I’m not sure 10 years on it’s really fair to bring it up again, unless it’s part of a pattern of behaviour in which case that’s different.

Torsz · 24/12/2018 08:04

It wouldn't bother me personally - I know mine went to a strip club in Ibiza as part of the stag and it wouldn't surprise me if he got a dance but I'd prefer not to ask 😂 I've been on hen dos before where there have been strippers and it's not meant anything to me, so I don't have a problem with the equivalent happening on a stag! And I know if I asked then he'd tell me the truth.
I think it's all about trust but everyone has different views...

Argonauts · 24/12/2018 08:05

I wouldn’t want to be married to someone who thought women’s bodies were a commodity to be bought and sold. It’s repellent, misogynistic behaviour. Why on earth did you think it was ok back then?

Esqueleto · 24/12/2018 08:19

He was young and obviously felt uncomfortable with it. His brother and friends arranged it so he likely felt pressured. Put it down to a one-off misjudged event and forget it.

SimpleSimpler · 24/12/2018 08:23

Move on, OP please. There's people on here that seem to egg on breaking up relationships. Judge your partner for who is now, not 10 years ago.

Neverunderfed · 24/12/2018 08:25

I would have done the same in your shoes back then, and would be working past it now.

But I would argue that it isn't 'the done thing' on stags. In our circle I genuinely don't know any who have done it,most of them go shooting, for a meal, drinking type thing.

retainertrainer · 24/12/2018 08:25

Let it go, j think lots of stags find themselves in the same situation. I know my DH had a lap dance, can’t say I was thrilled about it but he’s been a wonderful husband for over a decade. Kind, hardworking, faithful and a fantastic parent.

Bluesheep8 · 24/12/2018 08:41

retainertrainer has given the perfect example of exactly what I meant.

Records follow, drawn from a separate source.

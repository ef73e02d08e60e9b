//! Range containment and rejection tests for both generators.

use chrono::{TimeZone, Utc};
use prng_core::{FixedClock, PcgRandom, PrngError, PseudoRandom};

const PAIRS: usize = 32_768;

/// Maps two raw draws onto an ordered `(min, max)` pair in `[-500, 2499]`.
fn ordered_pair(a: u32, b: u32) -> (i32, i32) {
    let a = (a % 3000) as i32 - 500;
    let b = (b % 3000) as i32 - 500;
    if a > b {
        (b, a)
    } else {
        (a, b)
    }
}

#[test]
fn test_legacy_range() {
    let clock = FixedClock(Utc.with_ymd_and_hms(2015, 1, 9, 4, 30, 0).unwrap());
    let mut rng = PseudoRandom::from_clock(&clock);

    assert!(matches!(
        rng.range(2000, 6000),
        Err(PrngError::RangeTooLarge { .. })
    ));
    assert!(matches!(
        rng.range(5, 1),
        Err(PrngError::InvalidRange { .. })
    ));

    for _ in 0..PAIRS {
        let (min, max) = ordered_pair(rng.next(), rng.next());

        let value = rng.range(min, max).unwrap();
        assert!(value >= min, "{} below {}", value, min);
        assert!(value <= max, "{} above {}", value, max);
    }
}

#[test]
fn test_pcg_range() {
    let clock = FixedClock(Utc.with_ymd_and_hms(2015, 1, 9, 4, 30, 0).unwrap());
    let mut rng = PcgRandom::from_clock(&clock);

    assert!(matches!(
        rng.range(5, 1),
        Err(PrngError::InvalidRange { .. })
    ));

    // Full-domain request: must neither divide by zero nor loop forever.
    rng.range(PcgRandom::RANDOM_MIN, PcgRandom::RANDOM_MAX)
        .unwrap();

    for _ in 0..PAIRS {
        let (min, max) = ordered_pair(rng.next(), rng.next());

        let value = rng.range(min, max).unwrap();
        assert!(value >= min, "{} below {}", value, min);
        assert!(value <= max, "{} above {}", value, max);
    }
}

/// Every value of a small interval appears with roughly equal frequency.
#[test]
fn test_pcg_range_is_uniform() {
    let mut rng = PcgRandom::new(0x5eed);
    let mut counts = [0u32; 7];
    let samples = 70_000;
    for _ in 0..samples {
        let value = rng.range(-3, 3).unwrap();
        counts[(value + 3) as usize] += 1;
    }

    let expected = samples as f64 / 7.0;
    for (i, &count) in counts.iter().enumerate() {
        let deviation = (f64::from(count) - expected).abs() / expected;
        assert!(deviation < 0.05, "bucket {} off by {:.3}", i, deviation);
    }
}

#[test]
fn test_legacy_range_is_uniform() {
    let mut rng = PseudoRandom::new(4242);
    let mut counts = [0u32; 10];
    let samples = 50_000;
    for _ in 0..samples {
        let value = rng.range(0, 9).unwrap();
        counts[value as usize] += 1;
    }

    let expected = samples as f64 / 10.0;
    for &count in &counts {
        assert!((f64::from(count) - expected).abs() / expected < 0.05);
    }
}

whatamidoingwithmylife · 24/12/2018 08:51

I think a lot of it comes down to what sort of person you are. I'm very reserved so would be horrified to find out my partner had done such a thing. My ex husband did visit a strip club as part of a friend's stag do and I was grossed out by it. It was very much just the expected thing ten years ago that all stag parties went to one (maybe in the way they all seem to go abroad now). Not one of the stag party actually wanted to go that strip club, they just felt they should as that's what was expected - sheep behaviour really 😄. My ex never even bothered with a stag party and I was much happier with that!